Cached Data - components directory - from executed scripts (i.e. components/data_cache and components/output_data directores, this includes TFD data for people who don't have the TF-Toolbox or the Matlab Wavelet Toolbox to generate TFDs from the scripts above)

Examples Archive (download archive(s) and unpack into one directory)

License

All Psychophysiology Toolboxes and example archives are GPL licensed.
Time-Frequency Distributions (TFDs) - The Psychophysiology Toolbox contains all GPL licensed code, and makes calls to external Matlab toolboxes for rendering TFDs. Currently two GPL toolboxes are supported (DTFD and RID-Rihaczek, both included with toolbox), one commons license which is free for academic use (TFTB), and one commerciaal package (Matlab). Extending support to other toolboxes is possible via the generate_TFDs function. Currently supported toolboxes for generate_TFDs are:

DTFD: Discrete TFDs Toolbox (GPL, included)

Cohen's class RID TFDs.

function names: binomial2 and born_jordan2

RID-Rihaczek (GPL, included).

Complex Cohen's class RID TFDs
For time-frequency phase-synchrony (TFPS) functional connectivity measures

Time-Frequency Toolbox (Creative Commons license, free for non-commercial use)

Cohen's class RID TFDs.

function names: bintfd, borjor
Request a copy from Edward Bernat

Matlab Wavelet Toolbox (Mathworks, Inc.) is used to render Wavelet TFDs.

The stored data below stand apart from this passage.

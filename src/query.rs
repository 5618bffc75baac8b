//! Query specification for the FDSN event service.
//!
//! Builds the parameter set for a one-shot event query: time window,
//! geographic bounding box, magnitude floor, and result limit.

use chrono::{DateTime, Duration, NaiveDate, NaiveTime, Utc};

/// Default number of events to request.
pub const DEFAULT_LIMIT: usize = 2000;

/// Geographic bounding box for the query.
#[derive(Debug, Clone, Copy)]
pub struct BBox {
    pub min_lat: f64,
    pub min_lon: f64,
    pub max_lat: f64,
    pub max_lon: f64,
}

impl std::str::FromStr for BBox {
    type Err = String;

    fn from_str(s: &str) -> Result<Self, Self::Err> {
        let parts: Vec<&str> = s.split(',').collect();
        if parts.len() != 4 {
            return Err(format!(
                "bbox requires 4 values (minlat,minlon,maxlat,maxlon), got {}",
                parts.len()
            ));
        }

        let vals: Result<Vec<f64>, _> = parts.iter().map(|p| p.trim().parse::<f64>()).collect();
        let vals = vals.map_err(|e| format!("invalid number in bbox: {e}"))?;

        let bbox = Self {
            min_lat: vals[0],
            min_lon: vals[1],
            max_lat: vals[2],
            max_lon: vals[3],
        };

        // Validate ranges
        if bbox.min_lat < -90.0 || bbox.min_lat > 90.0 {
            return Err(format!("min_lat {} out of range [-90, 90]", bbox.min_lat));
        }
        if bbox.max_lat < -90.0 || bbox.max_lat > 90.0 {
            return Err(format!("max_lat {} out of range [-90, 90]", bbox.max_lat));
        }
        if bbox.min_lon < -180.0 || bbox.min_lon > 180.0 {
            return Err(format!("min_lon {} out of range [-180, 180]", bbox.min_lon));
        }
        if bbox.max_lon < -180.0 || bbox.max_lon > 180.0 {
            return Err(format!("max_lon {} out of range [-180, 180]", bbox.max_lon));
        }
        if bbox.min_lat > bbox.max_lat {
            return Err(format!(
                "min_lat {} must be <= max_lat {}",
                bbox.min_lat, bbox.max_lat
            ));
        }

        Ok(bbox)
    }
}

/// Parse a query date: `YYYY-MM-DD` or full RFC 3339.
///
/// Bare dates resolve to midnight UTC.
pub fn parse_date(s: &str) -> Result<DateTime<Utc>, String> {
    if let Ok(date) = NaiveDate::parse_from_str(s, "%Y-%m-%d") {
        return Ok(date.and_time(NaiveTime::MIN).and_utc());
    }
    DateTime::parse_from_rfc3339(s)
        .map(|dt| dt.with_timezone(&Utc))
        .map_err(|e| format!("invalid date '{s}' (expected YYYY-MM-DD or RFC 3339): {e}"))
}

/// Criteria for a one-shot event query.
#[derive(Debug, Clone)]
pub struct QuerySpec {
    pub start: DateTime<Utc>,
    pub end: DateTime<Utc>,
    pub bbox: Option<BBox>,
    pub min_magnitude: Option<f64>,
    pub limit: usize,
}

impl QuerySpec {
    /// Query covering the 24 hours ending now.
    #[must_use]
    pub fn last_day() -> Self {
        let end = Utc::now();
        Self {
            start: end - Duration::days(1),
            end,
            bbox: None,
            min_magnitude: None,
            limit: DEFAULT_LIMIT,
        }
    }

    /// Build the key/value pairs for the query URL.
    ///
    /// The service rejects windows where start is not before end, so
    /// that is checked here rather than round-tripped to the API.
    pub fn to_params(&self) -> Result<Vec<(&'static str, String)>, String> {
        if self.start >= self.end {
            return Err(format!(
                "start {} must be before end {}",
                self.start.format("%Y-%m-%d"),
                self.end.format("%Y-%m-%d")
            ));
        }

        let mut params = vec![
            ("format", "geojson".to_string()),
            ("starttime", self.start.format("%Y-%m-%dT%H:%M:%S").to_string()),
            ("endtime", self.end.format("%Y-%m-%dT%H:%M:%S").to_string()),
            ("orderby", "time".to_string()),
            ("limit", self.limit.to_string()),
        ];

        if let Some(bbox) = self.bbox {
            params.push(("minlatitude", bbox.min_lat.to_string()));
            params.push(("maxlatitude", bbox.max_lat.to_string()));
            params.push(("minlongitude", bbox.min_lon.to_string()));
            params.push(("maxlongitude", bbox.max_lon.to_string()));
        }

        if let Some(min_mag) = self.min_magnitude {
            params.push(("minmagnitude", min_mag.to_string()));
        }

        Ok(params)
    }
}

#[cfg(test)]
mod tests {
    use super::*;

    #[test]
    fn test_bbox_parse() {
        let bbox: BBox = "25.16,-123.83,48.74,-69.52".parse().unwrap();
        assert!((bbox.min_lat - 25.16).abs() < 0.001);
        assert!((bbox.min_lon - (-123.83)).abs() < 0.001);
        assert!((bbox.max_lat - 48.74).abs() < 0.001);
        assert!((bbox.max_lon - (-69.52)).abs() < 0.001);
    }

    #[test]
    fn test_bbox_rejects_bad_input() {
        assert!("1,2,3".parse::<BBox>().is_err());
        assert!("95.0,-120.0,96.0,-110.0".parse::<BBox>().is_err());
        assert!("40.0,-120.0,30.0,-110.0".parse::<BBox>().is_err());
        assert!("a,b,c,d".parse::<BBox>().is_err());
    }

    #[test]
    fn test_parse_date_formats() {
        let d = parse_date("2014-01-01").unwrap();
        assert_eq!(d.format("%Y-%m-%dT%H:%M:%S").to_string(), "2014-01-01T00:00:00");

        let d = parse_date("2014-01-01T12:30:00Z").unwrap();
        assert_eq!(d.format("%H:%M").to_string(), "12:30");

        assert!(parse_date("01/01/2014").is_err());
    }

    #[test]
    fn test_query_params() {
        let spec = QuerySpec {
            start: parse_date("2014-01-01").unwrap(),
            end: parse_date("2014-01-02").unwrap(),
            bbox: Some("25.16,-123.83,48.74,-69.52".parse().unwrap()),
            min_magnitude: Some(2.5),
            limit: 100,
        };

        let params = spec.to_params().unwrap();
        let get = |key| {
            params
                .iter()
                .find(|(k, _)| *k == key)
                .map(|(_, v)| v.as_str())
        };

        assert_eq!(get("format"), Some("geojson"));
        assert_eq!(get("starttime"), Some("2014-01-01T00:00:00"));
        assert_eq!(get("endtime"), Some("2014-01-02T00:00:00"));
        assert_eq!(get("minlatitude"), Some("25.16"));
        assert_eq!(get("maxlongitude"), Some("-69.52"));
        assert_eq!(get("minmagnitude"), Some("2.5"));
        assert_eq!(get("limit"), Some("100"));
    }

    #[test]
    fn test_query_rejects_inverted_window() {
        let spec = QuerySpec {
            start: parse_date("2014-01-02").unwrap(),
            end: parse_date("2014-01-01").unwrap(),
            bbox: None,
            min_magnitude: None,
            limit: DEFAULT_LIMIT,
        };
        assert!(spec.to_params().is_err());
    }
}
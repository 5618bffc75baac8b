//! USGS FDSN event service client.
//!
//! Provides blocking HTTP access to the earthquake query endpoint.
//! Uses reqwest with rustls for TLS.

use std::time::Duration;

use reqwest::blocking::Client;
use tracing::{debug, instrument};

use crate::errors::QuakeMapError;
use crate::models::FeatureCollection;
use crate::query::QuerySpec;

/// Default request timeout in seconds.
const REQUEST_TIMEOUT_SECS: u64 = 10;

/// User agent string for API requests.
const USER_AGENT: &str = concat!("quakemap/", env!("CARGO_PKG_VERSION"));

/// USGS base URL for the FDSN event service.
const USGS_BASE_URL: &str = "https://earthquake.usgs.gov";

/// Client for the USGS event query API.
pub struct FdsnClient {
    client: Client,
    base_url: String,
}

impl FdsnClient {
    /// Create a new query client.
    ///
    /// # Errors
    ///
    /// Returns an error if the HTTP client cannot be initialized.
    pub fn new() -> Result<Self, QuakeMapError> {
        let client = Client::builder()
            .timeout(Duration::from_secs(REQUEST_TIMEOUT_SECS))
            .user_agent(USER_AGENT)
            .build()?;

        Ok(Self {
            client,
            base_url: USGS_BASE_URL.to_string(),
        })
    }

    /// Fetch the events matching a query as GeoJSON.
    ///
    /// One request, no retries; a transient failure surfaces to the
    /// caller.
    ///
    /// # Errors
    ///
    /// Returns an error if the query is malformed, the request fails,
    /// or the response cannot be parsed.
    #[instrument(skip(self, spec))]
    pub fn fetch_events(&self, spec: &QuerySpec) -> Result<FeatureCollection, QuakeMapError> {
        let url = format!("{}/fdsnws/event/1/query", self.base_url);
        let params = spec.to_params().map_err(QuakeMapError::Validation)?;

        debug!("querying {} with {} parameters", url, params.len());

        let response = self.client.get(&url).query(&params).send()?;

        // Check status before parsing
        let status = response.status();
        if !status.is_success() {
            let body = response.text().unwrap_or_default();
            return Err(QuakeMapError::Api {
                status: status.as_u16(),
                message: body,
            });
        }

        let collection: FeatureCollection = response.json()?;

        // Validate response structure
        collection.validate()?;

        debug!("fetched {} events", collection.features.len());
        Ok(collection)
    }
}
//! # Grid Module
//!
//! The 2D letter grid and its coordinate types.
//!
//! A word-search grid is a rows × cols matrix of [`Cell`]s addressed by
//! [`Position`] (x = column, y = row, both growing right/down). Words step
//! through the grid along one of eight compass [`Direction`]s, each a unit
//! (Δx, Δy) vector.

use crate::{WordGridError, WordGridResult};
use serde::{Deserialize, Serialize};

/// Represents a 2D coordinate in the grid.
///
/// # Examples
///
/// ```
/// use wordgrid::Position;
///
/// let pos = Position::new(10, 5);
/// assert_eq!(pos.x, 10);
/// assert_eq!(pos.y, 5);
/// ```
#[derive(Debug, Clone, Copy, PartialEq, Eq, Hash, Serialize, Deserialize)]
pub struct Position {
    pub x: i32,
    pub y: i32,
}

impl Position {
    /// Creates a new position with the given coordinates.
    pub fn new(x: i32, y: i32) -> Self {
        Self { x, y }
    }

    /// Returns the origin position (0, 0).
    pub fn origin() -> Self {
        Self::new(0, 0)
    }

    /// Returns the position reached by taking `steps` steps in `direction`.
    ///
    /// # Examples
    ///
    /// ```
    /// use wordgrid::{Direction, Position};
    ///
    /// let pos = Position::new(2, 3);
    /// assert_eq!(pos.stepped(Direction::Right, 4), Position::new(6, 3));
    /// assert_eq!(pos.stepped(Direction::UpLeft, 2), Position::new(0, 1));
    /// ```
    pub fn stepped(self, direction: Direction, steps: i32) -> Position {
        let delta = direction.to_delta();
        Position::new(self.x + delta.x * steps, self.y + delta.y * steps)
    }
}

impl std::ops::Add for Position {
    type Output = Self;

    fn add(self, other: Self) -> Self {
        Self::new(self.x + other.x, self.y + other.y)
    }
}

/// Directions a word can read along in the grid.
///
/// Each direction is a unit (Δx, Δy) step vector; x grows rightward and y
/// grows downward, so [`Direction::Up`] has a negative Δy.
#[derive(Debug, Clone, Copy, PartialEq, Eq, Hash, Serialize, Deserialize)]
pub enum Direction {
    Right,
    Left,
    Down,
    Up,
    DownRight,
    DownLeft,
    UpRight,
    UpLeft,
}

impl Direction {
    /// Converts a direction to a position delta.
    ///
    /// # Examples
    ///
    /// ```
    /// use wordgrid::{Direction, Position};
    ///
    /// let delta = Direction::Up.to_delta();
    /// assert_eq!(delta, Position::new(0, -1));
    /// ```
    pub fn to_delta(self) -> Position {
        match self {
            Direction::Right => Position::new(1, 0),
            Direction::Left => Position::new(-1, 0),
            Direction::Down => Position::new(0, 1),
            Direction::Up => Position::new(0, -1),
            Direction::DownRight => Position::new(1, 1),
            Direction::DownLeft => Position::new(-1, 1),
            Direction::UpRight => Position::new(1, -1),
            Direction::UpLeft => Position::new(-1, -1),
        }
    }

    /// Converts a position delta to a direction.
    ///
    /// Returns None if the delta doesn't correspond to a valid direction.
    pub fn from_delta(delta: Position) -> Option<Direction> {
        match (delta.x, delta.y) {
            (1, 0) => Some(Direction::Right),
            (-1, 0) => Some(Direction::Left),
            (0, 1) => Some(Direction::Down),
            (0, -1) => Some(Direction::Up),
            (1, 1) => Some(Direction::DownRight),
            (-1, 1) => Some(Direction::DownLeft),
            (1, -1) => Some(Direction::UpRight),
            (-1, -1) => Some(Direction::UpLeft),
            _ => None,
        }
    }

    /// Parses a configuration name like `"RIGHT"` or `"DOWN_LEFT"`.
    ///
    /// Names are matched exactly; anything unrecognized yields `None` so the
    /// caller can drop it with a diagnostic rather than fail.
    ///
    /// # Examples
    ///
    /// ```
    /// use wordgrid::Direction;
    ///
    /// assert_eq!(Direction::from_name("RIGHT"), Some(Direction::Right));
    /// assert_eq!(Direction::from_name("SIDEWAYS"), None);
    /// ```
    pub fn from_name(name: &str) -> Option<Direction> {
        match name {
            "RIGHT" => Some(Direction::Right),
            "LEFT" => Some(Direction::Left),
            "DOWN" => Some(Direction::Down),
            "UP" => Some(Direction::Up),
            "DOWN_RIGHT" => Some(Direction::DownRight),
            "DOWN_LEFT" => Some(Direction::DownLeft),
            "UP_RIGHT" => Some(Direction::UpRight),
            "UP_LEFT" => Some(Direction::UpLeft),
            _ => None,
        }
    }

    /// Returns the configuration name for this direction.
    pub fn name(self) -> &'static str {
        match self {
            Direction::Right => "RIGHT",
            Direction::Left => "LEFT",
            Direction::Down => "DOWN",
            Direction::Up => "UP",
            Direction::DownRight => "DOWN_RIGHT",
            Direction::DownLeft => "DOWN_LEFT",
            Direction::UpRight => "UP_RIGHT",
            Direction::UpLeft => "UP_LEFT",
        }
    }

    /// Returns all 8 directions.
    pub fn all() -> Vec<Direction> {
        vec![
            Direction::Right,
            Direction::Left,
            Direction::Down,
            Direction::Up,
            Direction::DownRight,
            Direction::DownLeft,
            Direction::UpRight,
            Direction::UpLeft,
        ]
    }

    /// Returns the default placement directions: right and down.
    pub fn default_set() -> Vec<Direction> {
        vec![Direction::Right, Direction::Down]
    }
}

/// A single grid cell: empty, or holding one uppercase letter.
///
/// Finished puzzles contain no [`Cell::Empty`]; the variant only exists
/// between grid allocation and the fill pass.
#[derive(Debug, Clone, Copy, PartialEq, Eq, Hash, Serialize, Deserialize)]
pub enum Cell {
    /// No letter assigned yet.
    Empty,
    /// An assigned uppercase letter.
    Letter(char),
}

impl Cell {
    /// Returns true if no letter has been assigned.
    pub fn is_empty(self) -> bool {
        matches!(self, Cell::Empty)
    }

    /// Returns the contained letter, if any.
    pub fn letter(self) -> Option<char> {
        match self {
            Cell::Empty => None,
            Cell::Letter(c) => Some(c),
        }
    }
}

/// A rows × cols matrix of letter cells.
///
/// Owned exclusively by one generation call and handed to the caller as part
/// of the finished [`crate::WordSearch`].
///
/// # Examples
///
/// ```
/// use wordgrid::{Cell, Grid, Position};
///
/// let grid = Grid::new(3, 5).unwrap();
/// assert_eq!(grid.rows(), 3);
/// assert_eq!(grid.cols(), 5);
/// assert_eq!(grid.get(Position::new(4, 2)), Some(Cell::Empty));
/// assert_eq!(grid.get(Position::new(5, 2)), None); // out of bounds
/// ```
#[derive(Debug, Clone, PartialEq, Eq, Serialize, Deserialize)]
pub struct Grid {
    cells: Vec<Vec<Cell>>,
    rows: u32,
    cols: u32,
}

impl Grid {
    /// Creates an empty grid with the given dimensions.
    ///
    /// Returns [`WordGridError::InvalidDimensions`] if either dimension is
    /// zero; a degenerate grid is never silently produced.
    pub fn new(rows: u32, cols: u32) -> WordGridResult<Self> {
        if rows == 0 || cols == 0 {
            return Err(WordGridError::InvalidDimensions { rows, cols });
        }

        Ok(Self {
            cells: vec![vec![Cell::Empty; cols as usize]; rows as usize],
            rows,
            cols,
        })
    }

    /// Number of rows.
    pub fn rows(&self) -> u32 {
        self.rows
    }

    /// Number of columns.
    pub fn cols(&self) -> u32 {
        self.cols
    }

    /// Checks whether a position lies within the grid bounds.
    pub fn in_bounds(&self, pos: Position) -> bool {
        pos.x >= 0 && pos.x < self.cols as i32 && pos.y >= 0 && pos.y < self.rows as i32
    }

    /// Gets the cell at a position, or `None` when out of bounds.
    pub fn get(&self, pos: Position) -> Option<Cell> {
        if !self.in_bounds(pos) {
            return None;
        }
        Some(self.cells[pos.y as usize][pos.x as usize])
    }

    /// Sets the cell at a position. Out-of-bounds positions are ignored.
    pub fn set(&mut self, pos: Position, cell: Cell) {
        if self.in_bounds(pos) {
            self.cells[pos.y as usize][pos.x as usize] = cell;
        }
    }

    /// Iterates over every position in row-major order.
    pub fn positions(&self) -> impl Iterator<Item = Position> + '_ {
        let cols = self.cols as i32;
        (0..self.rows as i32).flat_map(move |y| (0..cols).map(move |x| Position::new(x, y)))
    }

    /// Returns the rows of the grid as slices of cells.
    pub fn rows_iter(&self) -> impl Iterator<Item = &[Cell]> {
        self.cells.iter().map(|row| row.as_slice())
    }

    /// Counts the cells still marked empty.
    pub fn empty_cell_count(&self) -> usize {
        self.cells
            .iter()
            .flat_map(|row| row.iter())
            .filter(|cell| cell.is_empty())
            .count()
    }
}

impl std::fmt::Display for Grid {
    /// Renders the grid as space-separated letters, one row per line.
    /// Empty cells render as `.`.
    fn fmt(&self, f: &mut std::fmt::Formatter<'_>) -> std::fmt::Result {
        for row in &self.cells {
            let mut first = true;
            for cell in row {
                if !first {
                    write!(f, " ")?;
                }
                first = false;
                match cell {
                    Cell::Empty => write!(f, ".")?,
                    Cell::Letter(c) => write!(f, "{}", c)?,
                }
            }
            writeln!(f)?;
        }
        Ok(())
    }
}
//! # Word Placement
//!
//! Randomized trial-and-error placement of words into the grid.
//!
//! The generator works the way a person builds a word search by hand: for
//! each word it keeps throwing (direction, start) candidates at the grid
//! until one fits or the retry budget runs out. A candidate fits when every
//! stepped cell is in bounds and either empty or already holding the same
//! letter, so words may legitimately cross where they share a letter.

use crate::generation::{
    filler, normalize_words, utils, Diagnostic, GenerationConfig, Generator, Placement, WordSearch,
};
use crate::grid::{Cell, Direction, Grid, Position};
use crate::{WordGridError, WordGridResult};
use rand::rngs::StdRng;
use rand::Rng;

/// Word-search puzzle generator.
///
/// Places each word by:
/// 1. Sampling a direction uniformly from the resolved direction list
/// 2. Sampling a start cell uniformly from the whole grid
/// 3. Testing the candidate with the match-or-empty collision rule
/// 4. Committing on success, or retrying up to the per-word budget
///
/// Words that exhaust their budget are skipped with a diagnostic; generation
/// never fails because of an unlucky word.
#[derive(Debug, Clone, Default)]
pub struct WordSearchGenerator;

impl WordSearchGenerator {
    /// Creates a new word-search generator.
    pub fn new() -> Self {
        Self
    }

    /// Checks whether `word` can be written starting at `start` and stepping
    /// by `direction`.
    ///
    /// Rejects any candidate that leaves the grid, even partially. A
    /// non-empty cell is acceptable only when it already holds the letter the
    /// word wants there.
    pub fn can_place_word(
        &self,
        grid: &Grid,
        word: &str,
        start: Position,
        direction: Direction,
    ) -> bool {
        for (i, letter) in word.chars().enumerate() {
            let pos = start.stepped(direction, i as i32);
            match grid.get(pos) {
                None => return false,
                Some(Cell::Letter(existing)) if existing != letter => return false,
                Some(_) => {}
            }
        }
        true
    }

    /// Writes `word` into the grid along `direction` from `start`.
    ///
    /// Performs no bounds or conflict checking of its own; the caller must
    /// have validated the exact same candidate with
    /// [`WordSearchGenerator::can_place_word`] first.
    pub fn commit_word(&self, grid: &mut Grid, word: &str, start: Position, direction: Direction) {
        for (i, letter) in word.chars().enumerate() {
            grid.set(start.stepped(direction, i as i32), Cell::Letter(letter));
        }
    }

    /// Attempts to place a single word within the retry budget.
    ///
    /// Returns `None` when every attempt was rejected; the caller records the
    /// skip and moves on.
    fn try_place_word(
        &self,
        grid: &mut Grid,
        word: &str,
        directions: &[Direction],
        max_retries: u32,
        rng: &mut StdRng,
    ) -> Option<Placement> {
        for _ in 0..max_retries {
            let direction = directions[rng.gen_range(0..directions.len())];
            let start = Position::new(
                rng.gen_range(0..grid.cols() as i32),
                rng.gen_range(0..grid.rows() as i32),
            );

            if self.can_place_word(grid, word, start, direction) {
                self.commit_word(grid, word, start, direction);
                return Some(Placement::new(word.to_string(), start, direction));
            }
        }

        None // Failed to place word after all attempts
    }

    /// Places every word in order, accumulating grid state as it goes.
    ///
    /// Earlier words' committed letters participate in later words' collision
    /// checks, which is what makes crossings possible.
    fn place_words(
        &self,
        grid: &mut Grid,
        words: &[String],
        directions: &[Direction],
        max_retries: u32,
        rng: &mut StdRng,
        diagnostics: &mut Vec<Diagnostic>,
    ) -> Vec<Placement> {
        let mut placements = Vec::new();

        for word in words {
            match self.try_place_word(grid, word, directions, max_retries, rng) {
                Some(placement) => {
                    log::debug!(
                        "placed {:?} at ({}, {}) going {}",
                        placement.word,
                        placement.start.x,
                        placement.start.y,
                        placement.direction.name()
                    );
                    placements.push(placement);
                }
                None => {
                    log::warn!("could not place word {word:?} after {max_retries} attempts");
                    diagnostics.push(Diagnostic::UnplacedWord {
                        word: word.clone(),
                        attempts: max_retries,
                    });
                }
            }
        }

        placements
    }
}

impl Generator<WordSearch> for WordSearchGenerator {
    fn generate(&self, config: &GenerationConfig, rng: &mut StdRng) -> WordGridResult<WordSearch> {
        let mut diagnostics = Vec::new();

        let mut grid = Grid::new(config.rows, config.cols)?;
        let directions = utils::resolve_directions(&config.allowed_directions, &mut diagnostics)?;
        let words = normalize_words(&config.words);

        let placements = self.place_words(
            &mut grid,
            &words,
            &directions,
            config.max_retries_per_word,
            rng,
            &mut diagnostics,
        );

        filler::fill_empty_cells(&mut grid, rng);

        Ok(WordSearch {
            grid,
            placements,
            words,
            diagnostics,
        })
    }

    fn validate(&self, content: &WordSearch, config: &GenerationConfig) -> WordGridResult<()> {
        if content.grid.rows() != config.rows || content.grid.cols() != config.cols {
            return Err(WordGridError::InvalidPuzzle(format!(
                "grid is {}x{}, expected {}x{}",
                content.grid.rows(),
                content.grid.cols(),
                config.rows,
                config.cols
            )));
        }

        if content.grid.empty_cell_count() > 0 {
            return Err(WordGridError::InvalidPuzzle(
                "grid contains unfilled cells".to_string(),
            ));
        }

        for placement in &content.placements {
            match content.letters_at(placement) {
                Some(ref letters) if *letters == placement.word => {}
                _ => {
                    return Err(WordGridError::InvalidPuzzle(format!(
                        "placement of {:?} does not match grid content",
                        placement.word
                    )));
                }
            }
        }

        // Every word is accounted for exactly once, placed or skipped.
        let skipped = content.unplaced_words().len();
        if content.placements.len() + skipped != content.words.len() {
            return Err(WordGridError::InvalidPuzzle(format!(
                "{} placements + {} skipped words != {} words",
                content.placements.len(),
                skipped,
                content.words.len()
            )));
        }

        Ok(())
    }

    fn generator_type(&self) -> &'static str {
        "word_search"
    }
}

function names: cwt and dwt

Toolbox Operation

Requirements/Dependencies

Operating System: developed on linux, tested under Windows 2000/XP

Matlab: version 6 or higher (tested through 2014b)

Toolbox dependencies:

General

Matlab Signal Processing Toolbox, for most processing functions

Matlab Statistics Toolbox, for statistical comparisons (if utilized)

Perl available from command line (full version -- not Matlab's internal perl), for creating integrated plots (without perl, many small plot files are generated)

Time-Frequency Distributions (TFDs)

DiscreteTFDs Toolbox for Matlab (relevant parts included here under GPL), for RID TFDs. Available functions: binomial2 and born_jordan2.
Time-Frequency Toolbox for Matlab (Creative Commons License), for RID TFDs. Available functions: bintfd, and borjor.
RID-Rihaczek (GPL). Complex RID distribution for time-frequency phase-synchrony (TFPS) functional connectivity measures.
Matlab Wavelet Toolbox (Mathworks, Inc.), for Wavelets. Available functions: cwt.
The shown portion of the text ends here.